Whole Foods Market this week launched the first in-store wild-caught seafood color-coded sustainability-rating program.
The new initiative also includes a plan to phase out all "avoid" wild-caught fish species by Earth Day 2013. Through partnerships with Blue Ocean Institute and Monterey Bay Aquarium, Whole Foods Market is the first national grocer to provide a comprehensive sustainability rating system for wild-caught seafood.
"Our rankings represent authoritative science that examines the key factors affecting the health of ocean populations," said Dr. Carl Safina, MacArthur Fellow and founder of Blue Ocean Institute.
Both Blue Ocean and Monterey Bay Aquarium are considered leaders in the sustainability movement for their science-based seafood programs. Both organizations evaluate species and the fishing fleets that catch them, based on life history, abundance, habitat impacts, fishery management practices and bycatch.
Under the system, seafood is given a green, yellow or red rating. Green or "best choice" ratings indicate that a species is relatively abundant and caught in environmentally-friendly ways. Yellow or "good alternative" means some concerns exist with the species' status or catch methods. Red or "avoid" means that for now, the species is suffering from overfishing, or that current fishing methods harm other marine life or habitats.
Shoppers can also go online and review complete species and fishery evaluations.
"At the end of the day, it's a team effort. Our customers, buyers, fishermen, and fishery managers can all make smart decisions that move us in the direction of greater sustainability," said Carrie Brownstein, Whole Foods Market seafood quality standards coordinator. "The new color-coded rating system is a transparent way to provide sustainability status information. This new program, along with our promise to phase out red-rated species, deepens our commitment to having fully sustainable seafood departments."

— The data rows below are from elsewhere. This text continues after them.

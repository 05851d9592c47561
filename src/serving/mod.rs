//! Prediction server
//!
//! `POST /predict` runs the loaded model on tokio's blocking pool and always
//! answers 200 with a [`PredictionResponse`]; `GET /health` reports liveness.

pub mod handlers;

pub use handlers::{PredictionRequest, PredictionResponse};

use std::net::SocketAddr;
use std::sync::Arc;

use axum::routing::{get, post};
use axum::Router;
use tower_http::trace::TraceLayer;
use tracing::info;

use crate::registry::Adapter;

/// Server bind address
#[derive(Debug, Clone)]
pub struct ServerConfig {
    pub host: String,
    pub port: u16,
}

impl Default for ServerConfig {
    fn default() -> Self {
        Self {
            host: std::env::var("API_HOST").unwrap_or_else(|_| "0.0.0.0".to_string()),
            port: std::env::var("API_PORT")
                .ok()
                .and_then(|p| p.parse().ok())
                .unwrap_or(8000),
        }
    }
}

/// Shared handler state
#[derive(Debug)]
pub struct AppState {
    pub adapter: Arc<Adapter>,
    pub model_uri: String,
}

impl AppState {
    pub fn new(adapter: Arc<Adapter>, model_uri: impl Into<String>) -> Self {
        Self {
            adapter,
            model_uri: model_uri.into(),
        }
    }
}

pub fn create_router(state: Arc<AppState>) -> Router {
    Router::new()
        .route("/predict", post(handlers::predict))
        .route("/health", get(handlers::health_check))
        .fallback(handlers::handle_404)
        .layer(TraceLayer::new_for_http())
        .with_state(state)
}

/// Serve until ctrl+c
pub async fn run_server(config: ServerConfig, state: Arc<AppState>) -> anyhow::Result<()> {
    let addr: SocketAddr = format!("{}:{}", config.host, config.port).parse()?;
    let listener = tokio::net::TcpListener::bind(addr).await?;
    info!(address = %addr, model_uri = %state.model_uri, "Prediction server listening");

    let shutdown_signal = async {
        if tokio::signal::ctrl_c().await.is_ok() {
            info!("Shutdown signal received, stopping server");
        }
    };

    axum::serve(listener, create_router(state))
        .with_graceful_shutdown(shutdown_signal)
        .await?;

    info!("Server shut down cleanly");
    Ok(())
}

The new program expands upon the partnership that Whole Foods Market has had with the Marine Stewardship Council since 1999, and the new ratings apply only to non-MSC-certified fish. The MSC is the world's leading certification body for sustainable wild-caught seafood, and its blue ecolabel identifies wild-caught seafood products that are MSC-certified.
"The rankings on the Whole Foods Market signs reflect the efforts of seafood science experts. Each also represents information consumers can understand and trust," explains Safina. "This partnership will give seafood lovers the tools they need, where they need them--at the seafood counter--to make informed choices on behalf of ocean-friendly seafood."

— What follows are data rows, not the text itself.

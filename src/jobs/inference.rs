//! Inference job: batch predictions with a registered model

use serde::{Deserialize, Serialize};

use super::{default_selector, read_inputs, Job, JobContext};
use crate::data::{ReaderKind, Writer, WriterKind};
use crate::error::Result;
use crate::registry::{AliasOrVersion, LoaderKind};
use crate::tracking::RunConfig;

fn default_run_config() -> RunConfig {
    RunConfig::new("Inference")
}

#[derive(Debug, Clone, PartialEq, Serialize, Deserialize)]
#[serde(deny_unknown_fields)]
pub struct InferenceJob {
    #[serde(default = "default_run_config")]
    pub run_config: RunConfig,
    pub inputs: ReaderKind,
    pub outputs: WriterKind,
    #[serde(default = "default_selector")]
    pub alias_or_version: AliasOrVersion,
    #[serde(default)]
    pub loader: LoaderKind,
}

#[derive(Debug, Clone, PartialEq, Serialize, Deserialize)]
pub struct InferenceReport {
    pub run_id: String,
    pub model_uri: String,
    pub rows: usize,
}

impl InferenceJob {
    pub fn new(inputs: ReaderKind, outputs: WriterKind) -> Self {
        Self {
            run_config: default_run_config(),
            inputs,
            outputs,
            alias_or_version: default_selector(),
            loader: LoaderKind::default(),
        }
    }

    pub fn with_selector(mut self, selector: AliasOrVersion) -> Self {
        self.alias_or_version = selector;
        self
    }
}

impl Job for InferenceJob {
    type Report = InferenceReport;

    fn run(&self, ctx: &JobContext) -> Result<InferenceReport> {
        let model_uri = ctx.model_uri(&self.alias_or_version);

        let report = ctx.tracking.with_run(&self.run_config, |run| {
            let adapter = ctx.load_model(&self.loader, &self.alias_or_version)?;
            run.log_param("model_uri", model_uri.as_str());

            let inputs = read_inputs(&self.inputs, run)?;
            let outputs = adapter.predict_cancellable(inputs.table(), &ctx.cancel)?;
            self.outputs.write(outputs.table())?;
            run.log_metric("rows", outputs.len() as f64);

            Ok(InferenceReport {
                run_id: run.run_id.clone(),
                model_uri: model_uri.clone(),
                rows: outputs.len(),
            })
        })?;

        ctx.alerts.notify(
            "Inference Job Finished",
            &format!("Wrote {} predictions from {}", report.rows, model_uri),
        );
        Ok(report)
    }
}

Whole Foods Market previously stopped selling especially vulnerable red-rated species such as non-MSC-certified Chilean sea bass, orange roughy, bluefin tuna, sharks, and marlins-- with the exception of Hawaii-caught blue marlin, sold only in Hawaii stores.
All swordfish and tuna from red-rated fisheries will be eliminated from seafood counters by Earth Day 2011. By Earth Day 2012, all other seafood from red-rated fisheries will be discontinued with the exception of Atlantic cod and sole, which will be sold through Earth Day 2013.
"[Whole Foods'] decision will have a real impact on seafood suppliers and other retailers," said Michael Sutton, vice president of the Monterey Bay Aquarium. "Its in-store education and commitment to phase out red-rated seafood will help raise awareness and improve fishing practices around the world."